Did you know there are seven different laws listed in Romans? Did you know the English word law is used 78 times from chapter 2 to chapter 8? Did you also know that love is mentioned 15 times, not counting “beloved?” The most important are the 13 in 5:5, 8; 8:28, 35, 37, 39; 12:9, 10; 13:8, 9, 10; 14:15; and 15:30. Did you know Paul’s main subject is living the Law with love and the Spirit rather than in a self-seeking attempt to earn our own salvation righteousness?
That information with much else is covered in our Romans video series. Got the second video up now. It took a while to start posting these mostly because I was learning how to do multi-camera editing. Plus I have to do about 40 slides, place them in the video, edit the sound, add titles and make sure everything is ready to go.
This series is mostly to help the whole Bible believer explain Paul’s writings in context with the rest of Scripture (including the Law). Many (many, many) people calling themselves believers use this book along with Galatians and selected other sections of Paul’s writings to remove the Law from a believer’s life. Not only does this not do justice to Paul’s writings, but removing the Law is like removing the most nutritious parts of food, then wondering why we still seem to be starving to death.

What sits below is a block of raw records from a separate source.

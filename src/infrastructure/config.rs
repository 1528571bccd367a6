use crate::application::scheduler::DEFAULT_REFRESH_PERIOD;
use serde::Deserialize;
use std::time::Duration;

#[derive(Debug, Deserialize, Clone)]
pub struct AppConfig {
    pub sheet: SheetSettings,
    #[serde(default)]
    pub refresh: RefreshSettings,
    #[serde(default)]
    pub server: ServerSettings,
}

#[derive(Debug, Deserialize, Clone)]
pub struct SheetSettings {
    #[serde(default = "default_base_url")]
    pub base_url: String,
    pub sheet_id: String,
    #[serde(default = "default_sheet_name")]
    pub sheet_name: String,
    #[serde(default = "default_window")]
    pub window: usize,
}

#[derive(Debug, Deserialize, Clone)]
pub struct RefreshSettings {
    #[serde(default = "default_interval_secs")]
    pub interval_secs: u64,
    #[serde(default = "default_request_timeout_secs")]
    pub request_timeout_secs: u64,
}

impl Default for RefreshSettings {
    fn default() -> Self {
        Self {
            interval_secs: default_interval_secs(),
            request_timeout_secs: default_request_timeout_secs(),
        }
    }
}

impl RefreshSettings {
    pub fn interval(&self) -> Duration {
        Duration::from_secs(self.interval_secs)
    }

    pub fn request_timeout(&self) -> Duration {
        Duration::from_secs(self.request_timeout_secs)
    }
}

#[derive(Debug, Deserialize, Clone)]
pub struct ServerSettings {
    #[serde(default = "default_bind")]
    pub bind: String,
}

impl Default for ServerSettings {
    fn default() -> Self {
        Self {
            bind: default_bind(),
        }
    }
}

fn default_base_url() -> String {
    "https://docs.google.com/spreadsheets/d".to_string()
}

fn default_sheet_name() -> String {
    "plant_readings".to_string()
}

fn default_window() -> usize {
    20
}

fn default_interval_secs() -> u64 {
    DEFAULT_REFRESH_PERIOD.as_secs()
}

fn default_request_timeout_secs() -> u64 {
    30
}

fn default_bind() -> String {
    "0.0.0.0:8080".to_string()
}

/// Optional `config/dashboard.*` file, overridden by `DASHBOARD__*` env vars
/// (e.g. `DASHBOARD__SHEET__SHEET_ID`).
pub fn load_app_config() -> anyhow::Result<AppConfig> {
    let settings = config::Config::builder()
        .add_source(config::File::with_name("config/dashboard").required(false))
        .add_source(config::Environment::with_prefix("DASHBOARD").separator("__"))
        .build()?;

    Ok(settings.try_deserialize()?)
}

#[cfg(test)]
mod tests {
    use super::*;

    fn from_toml(toml: &str) -> anyhow::Result<AppConfig> {
        let settings = config::Config::builder()
            .add_source(config::File::from_str(toml, config::FileFormat::Toml))
            .build()?;
        Ok(settings.try_deserialize()?)
    }

    #[test]
    fn test_defaults_fill_missing_settings() {
        let config = from_toml("[sheet]\nsheet_id = \"abc123\"\n").unwrap();

        assert_eq!(config.sheet.sheet_id, "abc123");
        assert_eq!(config.sheet.sheet_name, "plant_readings");
        assert_eq!(config.sheet.base_url, "https://docs.google.com/spreadsheets/d");
        assert_eq!(config.sheet.window, 20);
        assert_eq!(config.refresh.interval(), Duration::from_secs(60));
        assert_eq!(config.server.bind, "0.0.0.0:8080");
    }

    #[test]
    fn test_overrides() {
        let config = from_toml(
            "[sheet]\nsheet_id = \"abc\"\nsheet_name = \"greenhouse\"\n[refresh]\ninterval_secs = 15\n",
        )
        .unwrap();

        assert_eq!(config.sheet.sheet_name, "greenhouse");
        assert_eq!(config.refresh.interval_secs, 15);
        assert_eq!(config.refresh.request_timeout_secs, 30);
    }

    #[test]
    fn test_sheet_id_is_required() {
        assert!(from_toml("[sheet]\nsheet_name = \"x\"\n").is_err());
    }
}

And the church IS starving. We started starving when we began sitting in judgment on His living oracles, approving behavior that is specifically listed for us as harmful. Paul specifically says that the law is good, righteous, holy and spiritual. He “delights in the Law of God” but “I see in my members another law waging war.” This law is the law of sin, not the Law of God. The law of sin is the one where we try to earn salvation righteousness from God by following some rules (without the heart or the Spirit). View the video to see how this is explained by Paul.